Record No. 890580 Affirmed.


[*] Justice Thomas participated in the hearing and decision of this case prior to the effective date of his resignation, November 1, 1989.

[1] "DNA" is the abbreviation for deoxyribonucleic acid, the chemical that carries an individual's genetic information. No two individuals, except identical twins, have the same DNA pattern, and the parties stipulated that Spencer does not have an identical twin.

[2] Spencer is a black male. Based upon statistical data, the chance that Spencer's DNA pattern would be found at random "in the North American black population would be 1 in 705 million." There are approximately ten million adult black males in North America.

[3] On appeal, Spencer contends that the death penalty statute is "vague" because it "does not specify which party bears the burden of proof on the question of mitigation, and does not specify the standard of proof for carrying that burden." This contention was not presented to the trial court. Thus, we will not consider it on appeal. Rule 5:25. Similarly, to the extent that Spencer undertakes to raise an "equal protection" claim on appeal, such claim, not having been raised at trial, also is defaulted.

[4] The DNA print identification test consists of a series of chemical procedures that break down the DNA molecule into fragments of various lengths. The DNA fragments are arranged along parallel lines according to the length of the fragments. The resulting pattern of fragments is unique to each individual. In a rape investigation, the pattern of fragments of the semen samples collected from the crime scene is then compared with the pattern of fragments obtained from the alleged assailant's blood sample. If the semen and blood samples are from the same person, the fragment patterns will be identical.

For a detailed explanation of the DNA print identification technique, see Spencer I, 238 Va. at 286-89, 384 S.E.2d at 781-82, and Spencer II, 238 Va. at 313-15, 384 S.E.2d at 797.

[5] Spencer urges upon us the so-called "Frye test." To meet the Frye test, a trial court must be convinced not only that the evidence is reliable but that it is generally accepted by the scientific community. Frye v. United States, 293 F. 1013, 1014 (D.C.Cir.1923). We have rejected the adoption of the Frye test. Spencer I, 238 Va. at 289-90, 384 S.E.2d at 783; O'Dell, 234 Va. at 695-96, 364 S.E.2d at 504. However, even if the Frye test applied, DNA printing would satisfy the test.

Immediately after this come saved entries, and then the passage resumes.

#[cfg(test)]
mod tests {
    use super::*;
    use crate::grid::executor::mock::MockExchange;
    use crate::grid::state::EngineSnapshot;

    fn paper_config() -> GridConfig {
        GridConfig::new("BTCUSDT", 10000.0, 0.01, 5, 100.0, 10000.0).without_persistence()
    }

    fn fast_runner_config() -> RunnerConfig {
        RunnerConfig {
            tick_interval_ms: 5,
            backoff_base_ms: 5,
            backoff_max_ms: 20,
            ..RunnerConfig::default()
        }
    }

    #[test]
    fn test_backoff_is_exponential_and_capped() {
        let config = RunnerConfig {
            backoff_base_ms: 100,
            backoff_max_ms: 1000,
            ..RunnerConfig::default()
        };
        assert_eq!(config.backoff_delay(0), Duration::ZERO);
        assert_eq!(config.backoff_delay(1), Duration::from_millis(100));
        assert_eq!(config.backoff_delay(2), Duration::from_millis(200));
        assert_eq!(config.backoff_delay(4), Duration::from_millis(800));
        assert_eq!(config.backoff_delay(5), Duration::from_millis(1000));
        assert_eq!(config.backoff_delay(500), Duration::from_millis(1000));
    }

    #[tokio::test]
    async fn test_tick_uses_best_bid_and_publishes_view() {
        let mut runner = GridRunner::new(paper_config(), MockExchange::new(10000.0), fast_runner_config()).unwrap();
        let view = runner.view();

        let report = runner.run_tick().await.unwrap();
        assert_eq!(report.orders_placed, 4);

        // 0.1% below the mock mid price
        assert!((runner.engine().current_price() - 9990.0).abs() < 1e-9);

        let view = view.read().await;
        assert_eq!(view.status.open_buys, 4);
        assert_eq!(view.levels.len(), 9);
        assert!((view.status.current_price - 9990.0).abs() < 1e-9);
    }

    #[tokio::test]
    async fn test_empty_book_falls_back_to_ticker() {
        let runner_config = RunnerConfig {
            order_book_depth: 0,
            ..fast_runner_config()
        };
        let mut runner = GridRunner::new(paper_config(), MockExchange::new(10000.0), runner_config).unwrap();
        runner.run_tick().await.unwrap();
        assert_eq!(runner.engine().current_price(), 10000.0);
    }

    #[tokio::test]
    async fn test_price_failure_is_an_error() {
        let exchange = MockExchange::new(10000.0);
        exchange.set_should_fail(true).await;
        let mut runner = GridRunner::new(paper_config(), exchange, fast_runner_config()).unwrap();

        let err = runner.run_tick().await.unwrap_err();
        assert!(err.is_retryable());
        assert!(runner.engine().levels().iter().all(|l| l.is_empty()));
    }

    #[tokio::test]
    async fn test_run_stops_after_max_ticks_and_saves() {
        let state = std::env::temp_dir().join(format!("grid_runner_{}.json", uuid::Uuid::new_v4()));
        let config = paper_config().with_state_file(&state);
        let runner_config = RunnerConfig {
            max_ticks: Some(3),
            ..fast_runner_config()
        };
        let mut runner = GridRunner::new(config, MockExchange::new(10000.0), runner_config).unwrap();

        let (_tx, rx) = watch::channel(false);
        runner.run(rx).await.unwrap();

        let snapshot = EngineSnapshot::load_from_file(&state).unwrap();
        std::fs::remove_file(&state).ok();
        assert_eq!(snapshot.symbol, "BTCUSDT");
        assert_eq!(snapshot.levels.iter().filter(|l| l.has_open_buy()).count(), 4);
    }

    #[tokio::test]
    async fn test_shutdown_signal_stops_loop() {
        let exchange = MockExchange::new(10000.0);
        exchange.set_should_fail(true).await;
        let mut runner = GridRunner::new(paper_config(), exchange, fast_runner_config()).unwrap();

        let (tx, rx) = watch::channel(false);
        let handle = tokio::spawn(async move {
            runner.run(rx).await.unwrap();
            runner
        });

        sleep(Duration::from_millis(50)).await;
        tx.send(true).unwrap();
        let runner = handle.await.unwrap();

        // Every tick failed; nothing was placed
        assert!(runner.engine().levels().iter().all(|l| l.is_empty()));
    }

    #[tokio::test]
    async fn test_false_signal_does_not_cut_backoff_short() {
        let exchange = MockExchange::new(10000.0);
        exchange.set_should_fail(true).await;
        let runner_config = RunnerConfig {
            backoff_base_ms: 500,
            backoff_max_ms: 500,
            ..fast_runner_config()
        };
        let mut runner = GridRunner::new(paper_config(), exchange, runner_config).unwrap();

        let (tx, rx) = watch::channel(false);
        let handle = tokio::spawn(async move { runner.run(rx).await });

        sleep(Duration::from_millis(20)).await;
        tx.send(false).unwrap();
        sleep(Duration::from_millis(20)).await;
        assert!(!handle.is_finished());

        tx.send(true).unwrap();
        handle.await.unwrap().unwrap();
    }

    #[tokio::test]
    async fn test_unwritable_paths_keep_trading_in_memory() {
        let missing_dir = std::env::temp_dir().join(format!("grid_missing_{}", uuid::Uuid::new_v4()));
        let state = missing_dir.join("state.json");
        let history = missing_dir.join("history.jsonl");
        let config = paper_config().with_state_file(&state).with_history_file(&history);
        let mut runner = GridRunner::new(config, MockExchange::new(10000.0), fast_runner_config()).unwrap();

        let report = runner.run_tick().await.unwrap();
        assert_eq!(report.orders_placed, 4);
        assert!(!state.exists());

        runner.exchange().set_price(9899.0).await;
        let report = runner.run_tick().await.unwrap();
        assert_eq!(report.fills.len(), 1);
        assert!(!history.exists());
        assert!(!missing_dir.exists());

        let engine = runner.engine();
        assert_eq!(engine.history_orders().len(), 1);
        assert!((engine.capital() - 9900.0).abs() < 1e-9);
        assert_eq!(engine.levels().iter().filter(|l| l.has_open_buy()).count(), 3);
        assert_eq!(runner.view().read().await.status.filled_orders, 1);
    }

    #[tokio::test]
    async fn test_resumed_grid_on_fresh_exchange_does_not_back_off() {
        let first = MockExchange::new(10000.0);
        let mut engine = StrategyEngine::new(paper_config()).unwrap();
        engine.tick(&first, 10000.0).await;
        first.set_price(9899.0).await;
        engine.tick(&first, 9899.0).await;
        let restored = StrategyEngine::restore(engine.snapshot()).unwrap();

        let mut runner = GridRunner::with_engine(
            restored,
            StateStore::default(),
            Arc::new(MockExchange::new(10000.0)),
            fast_runner_config(),
        );

        let report = runner.run_tick().await.unwrap();
        assert_eq!(report.rejected_calls, 4);
        assert!(!report.has_failures());

        for _ in 0..5 {
            let report = runner.run_tick().await.unwrap();
            assert!(!report.has_failures());
            assert_eq!(report.rejected_calls, 0);
        }
        assert_eq!(runner.engine().history_orders().len(), 1);
        assert!((runner.engine().capital() - 9900.0).abs() < 1e-9);
    }
}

[6] Dr. McElfresh summarized his education and experience as follows:

I received a bachelor of science in biology with a minor in chemistry and pathology from Florida International University, in Miami, Florida; followed that with a masters degree in molecular, cellular, and developmental biology in Iowa University, with a specialty in genetics; followed that by my molecular and population genetics from the University of Georgia in Athens. Subsequent to that time which that was February of 1984 I received my doctorate. Since then, I have done post-doctoral work for the bio-technology, bio-resources program at the University of Georgia for which I had a grant. After that, I did a second short post-doctoral study in the Department of Plant Pathology at the University of Florida. Then I took a position with the United States Department of Agricultural Research Service Experimentation in Gainesville, Florida. And then I went to work for LIFECODES.

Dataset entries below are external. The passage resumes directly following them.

impl StrategyEngine {
    /// Build a fresh engine: compute the ladder and start every level empty
    pub fn new(config: GridConfig) -> GridResult<Self> {
        config.validate()?;
        let ladder = generate_ladder(config.initial_price, config.grid_size, config.grid_levels)?;
        let levels = build_levels(&ladder);

        info!(
            "Initialized {} grid levels for {} from {:.2} to {:.2}",
            ladder.len(),
            config.symbol,
            ladder.last().copied().unwrap_or_default(),
            ladder.first().copied().unwrap_or_default()
        );

        Ok(Self {
            grid_step: config.grid_step(),
            capital: config.initial_capital,
            position: 0.0,
            total_assets: config.initial_capital,
            pnl: 0.0,
            pnl_rate: 0.0,
            current_price: config.initial_price,
            history_orders: Vec::new(),
            round_trips: 0,
            ladder,
            levels,
            config,
        })
    }

    /// Run one reconciliation sweep over the whole ladder at `current_price`
    ///
    /// Levels are visited in descending price order. For each level: reconcile
    /// its orders, refresh P&L, place the paired sell if the buy has filled,
    /// then keep a live buy on the nearest `buy_window` levels below price and
    /// cancel open buys further away. Exchange failures are logged and leave
    /// the level as it was, to be retried on the next sweep.
    pub async fn tick<E: ExchangeGateway + ?Sized>(&mut self, exchange: &E, current_price: f64) -> TickReport {
        self.current_price = current_price;
        let mut report = TickReport::default();
        let mut budget = self.config.buy_window as i64;

        for idx in 0..self.levels.len() {
            self.reconcile_level(exchange, idx, &mut report).await;
            self.update_pnl(current_price);

            if self.levels[idx].needs_sell() {
                self.place_sell_order(exchange, idx, &mut report).await;
            }

            if self.levels[idx].price < current_price {
                if budget > 0 {
                    if self.levels[idx].buy_order_status == OrderStatus::None {
                        self.place_buy_order(exchange, idx, &mut report).await;
                    }
                } else if self.levels[idx].has_open_buy() {
                    self.cancel_buy_order(exchange, idx, &mut report).await;
                }
                budget -= 1;
            }
        }

        if report.state_changed() {
            debug!(
                "Tick at {:.2}: {} fills, {} placed, {} cancelled, {} round trips",
                current_price,
                report.fills.len(),
                report.orders_placed,
                report.orders_cancelled,
                report.completed_trades.len()
            );
        }

        report
    }

    /// Query the exchange for both order slots of a level and apply transitions
    async fn reconcile_level<E: ExchangeGateway + ?Sized>(
        &mut self,
        exchange: &E,
        idx: usize,
        report: &mut TickReport,
    ) {
        for side in [OrderSide::Buy, OrderSide::Sell] {
            let (order_id, status) = {
                let (id, status) = self.levels[idx].slot(side);
                (id.cloned(), status)
            };
            let Some(order_id) = order_id else { continue };
            if !status.is_live() {
                continue;
            }

            let order = match exchange.fetch_order(&order_id, &self.config.symbol).await {
                Ok(order) => order,
                Err(e @ GridError::OrderNotFound(_)) => {
                    warn!(
                        "{} order {} at {:.2} unknown to exchange; clearing slot",
                        side.as_str(),
                        order_id,
                        self.levels[idx].price
                    );
                    report.record_error(&e);
                    self.clear_slot(idx, side);
                    report.changed = true;
                    continue;
                }
                Err(e) => {
                    error!(
                        "Failed to check {} order {} at {:.2}: {}",
                        side.as_str(),
                        order_id,
                        self.levels[idx].price,
                        e
                    );
                    report.record_error(&e);
                    continue;
                }
            };

            if !self.order_matches_slot(idx, side, &order) {
                warn!(
                    "Exchange returned {} order {} at {:.2} for the {} slot at {:.2}; clearing slot",
                    order.side.as_str(),
                    order.id,
                    order.price,
                    side.as_str(),
                    self.levels[idx].price
                );
                report.warnings += 1;
                self.clear_slot(idx, side);
                report.changed = true;
                continue;
            }

            let new_status = OrderStatus::from(order.status);
            if new_status == OrderStatus::Open {
                // Still resting
                continue;
            }

            self.levels[idx].set_status(side, new_status);
            report.changed = true;

            match new_status {
                OrderStatus::Filled => {
                    self.apply_fill(idx, side, &order);
                    report.fills.push(order);
                }
                OrderStatus::Closed => {
                    info!(
                        "{} order {} at {:.2} closed",
                        side.as_str(),
                        order_id,
                        self.levels[idx].price
                    );
                }
                _ => {}
            }
        }

        let level = &mut self.levels[idx];
        if level.round_trip_complete() {
            let trade = Self::completed_trade(level);
            info!(
                "Round trip complete at {:.2}: bought {:.2}, sold {:.2}, profit {:.4}",
                trade.rung_price, trade.buy_executed_price, trade.sell_executed_price, trade.profit
            );
            level.reset();
            self.round_trips += 1;
            report.completed_trades.push(trade);
        } else if level.buy_order_status == OrderStatus::Closed {
            if level.sell_order_status != OrderStatus::None {
                warn!(
                    "Buy order at {:.2} closed but sell status is {:?}; resetting level",
                    level.price, level.sell_order_status
                );
                report.warnings += 1;
            }
            level.reset();
        } else if level.buy_order_status == OrderStatus::Filled && level.sell_order_status == OrderStatus::Closed {
            warn!(
                "Sell order at {:.2} closed before filling; re-placing exit",
                level.price
            );
            level.reset_sell();
        }
    }

    /// Whether a fetched order is the one this slot placed: same side, same limit price
    fn order_matches_slot(&self, idx: usize, side: OrderSide, order: &ExchangeOrder) -> bool {
        if order.side != side {
            return false;
        }
        let expected = match side {
            OrderSide::Buy => self.levels[idx].price,
            OrderSide::Sell => self.sell_price_for(idx),
        };
        (order.price - expected).abs() <= expected.abs() * 1e-9
    }

    /// Forget one slot's order. A live buy has no sell yet, so it takes the whole level.
    fn clear_slot(&mut self, idx: usize, side: OrderSide) {
        match side {
            OrderSide::Buy => self.levels[idx].reset(),
            OrderSide::Sell => self.levels[idx].reset_sell(),
        }
    }

    fn sell_price_for(&self, idx: usize) -> f64 {
        round_price(self.levels[idx].price + self.grid_step, self.config.price_decimals)
    }

    /// Move capital and position for a newly filled order
    fn apply_fill(&mut self, idx: usize, side: OrderSide, order: &ExchangeOrder) {
        let amount = self.config.position_amount;
        let level = &mut self.levels[idx];
        let units = amount / level.price;

        match side {
            OrderSide::Buy => {
                self.capital -= amount;
                self.position += units;
                level.buy_executed_price = Some(order.price);
                level.amount = order.amount;
            }
            OrderSide::Sell => {
                self.capital += amount;
                self.position -= units;
                level.sell_executed_price = Some(order.price);
            }
        }

        info!(
            "{} order {} filled at {:.2} (level {:.2}): capital={:.2}, position={:.8}",
            side.as_str(),
            order.id,
            order.price,
            level.price,
            self.capital,
            self.position
        );

        self.history_orders.push(order.clone());
    }

    fn completed_trade(level: &GridLevel) -> CompletedTrade {
        let buy_price = level.buy_executed_price.unwrap_or(level.price);
        let sell_price = level.sell_executed_price.unwrap_or(level.price);

        CompletedTrade {
            id: Uuid::new_v4(),
            rung_price: level.price,
            buy_executed_price: buy_price,
            sell_executed_price: sell_price,
            amount: level.amount,
            profit: (sell_price - buy_price) * level.amount,
            timestamp: Utc::now(),
        }
    }

    async fn place_buy_order<E: ExchangeGateway + ?Sized>(
        &mut self,
        exchange: &E,
        idx: usize,
        report: &mut TickReport,
    ) {
        let price = self.levels[idx].price;
        let amount = self.config.order_size_at_price(price);

        match exchange
            .create_limit_buy_order(&self.config.symbol, amount, price)
            .await
        {
            Ok(handle) => {
                info!(
                    "Placed buy at {:.2} for {} (amount {:.8}), order id {}",
                    price, self.config.position_amount, amount, handle.id
                );
                self.levels[idx].mark_buy_open(handle.id);
                report.orders_placed += 1;
            }
            Err(e) => {
                error!("Failed to place buy at {:.2}: {}", price, e);
                report.record_error(&e);
            }
        }
    }

    async fn place_sell_order<E: ExchangeGateway + ?Sized>(
        &mut self,
        exchange: &E,
        idx: usize,
        report: &mut TickReport,
    ) {
        let sell_price = self.sell_price_for(idx);
        let amount = self.config.order_size_at_price(sell_price);

        match exchange
            .create_limit_sell_order(&self.config.symbol, amount, sell_price)
            .await
        {
            Ok(handle) => {
                info!(
                    "Placed sell at {:.2} for {} (amount {:.8}), order id {}",
                    sell_price, self.config.position_amount, amount, handle.id
                );
                self.levels[idx].mark_sell_open(handle.id);
                report.orders_placed += 1;
            }
            Err(e) => {
                error!("Failed to place sell at {:.2}: {}", sell_price, e);
                report.record_error(&e);
            }
        }
    }

    async fn cancel_buy_order<E: ExchangeGateway + ?Sized>(
        &mut self,
        exchange: &E,
        idx: usize,
        report: &mut TickReport,
    ) {
        let price = self.levels[idx].price;
        let Some(order_id) = self.levels[idx].buy_order_id.clone() else {
            return;
        };

        match exchange.cancel_order(&order_id, &self.config.symbol).await {
            Ok(()) => {
                info!("Cancelling buy order {} at {:.2}", order_id, price);
                self.levels[idx].buy_order_status = OrderStatus::PendingCancel;
                report.orders_cancelled += 1;
            }
            Err(GridError::OrderNotFound(_)) => {
                warn!(
                    "Buy order {} at {:.2} unknown to exchange; resetting level",
                    order_id, price
                );
                self.levels[idx].reset();
                report.changed = true;
            }
            Err(e) => {
                error!("Failed to cancel buy order {} at {:.2}: {}", order_id, price, e);
                report.record_error(&e);
            }
        }
    }

    /// Recompute total assets and P&L at `price`
    pub fn update_pnl(&mut self, price: f64) {
        self.total_assets = self.capital + self.position * price;
        self.pnl = self.total_assets - self.config.initial_capital;
        self.pnl_rate = self.pnl / self.config.initial_capital;
    }

    /// Whether the loss exceeds the configured maximum. Reported, not acted on.
    pub fn max_loss_breached(&self) -> bool {
        self.pnl_rate <= -self.config.max_loss
    }

    pub fn summary(&self) -> EngineSummary {
        EngineSummary {
            total_assets: self.total_assets,
            capital: self.capital,
            position: self.position,
            pnl: self.pnl,
            pnl_rate: self.pnl_rate,
        }
    }

    pub fn status(&self) -> EngineStatus {
        EngineStatus {
            symbol: self.config.symbol.clone(),
            current_price: self.current_price,
            initial_capital: self.config.initial_capital,
            grid_step: self.grid_step,
            summary: self.summary(),
            num_levels: self.levels.len(),
            open_buys: self.levels.iter().filter(|l| l.has_open_buy()).count(),
            open_sells: self.levels.iter().filter(|l| l.has_open_sell()).count(),
            round_trips: self.round_trips,
            filled_orders: self.history_orders.len(),
            max_loss_breached: self.max_loss_breached(),
            updated_at: Utc::now(),
        }
    }

    /// Levels holding a filled buy whose sell has not filled yet
    pub fn open_positions(&self) -> usize {
        self.levels
            .iter()
            .filter(|l| l.buy_order_status == OrderStatus::Filled && l.sell_order_status != OrderStatus::Filled)
            .count()
    }

    pub fn config(&self) -> &GridConfig {
        &self.config
    }

    pub fn ladder(&self) -> &[f64] {
        &self.ladder
    }

    pub fn levels(&self) -> &[GridLevel] {
        &self.levels
    }

    pub fn level(&self, index: u32) -> GridResult<&GridLevel> {
        self.levels
            .get(index as usize)
            .ok_or(GridError::LevelNotFound(index))
    }

    pub fn grid_step(&self) -> f64 {
        self.grid_step
    }

    pub fn capital(&self) -> f64 {
        self.capital
    }

    pub fn position(&self) -> f64 {
        self.position
    }

    pub fn total_assets(&self) -> f64 {
        self.total_assets
    }

    pub fn pnl(&self) -> f64 {
        self.pnl
    }

    pub fn pnl_rate(&self) -> f64 {
        self.pnl_rate
    }

    pub fn current_price(&self) -> f64 {
        self.current_price
    }

    pub fn history_orders(&self) -> &[ExchangeOrder] {
        &self.history_orders
    }

    pub fn round_trips(&self) -> u32 {
        self.round_trips
    }
}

During that period of time, I did extensive study on the general structure and function of a number of organisms and how those genes, as a result of their structure and function, might be found in a variety of populations. That is correlating how a gene was built and how that gene functioned, and then how that allowed an organism to function within a population of organisms in the environment.


I am also ... an adjunct professor of microbiology in Valhalla, New York, [where I] teach a course in human molecular genetics.. . .

[7] Spencer did not argue on brief assignments of error numbered 8, 9, 15, 17, and 18. Consequently, those contentions have been waived. O'Dell, 234 Va. at 679, 364 S.E.2d at 495.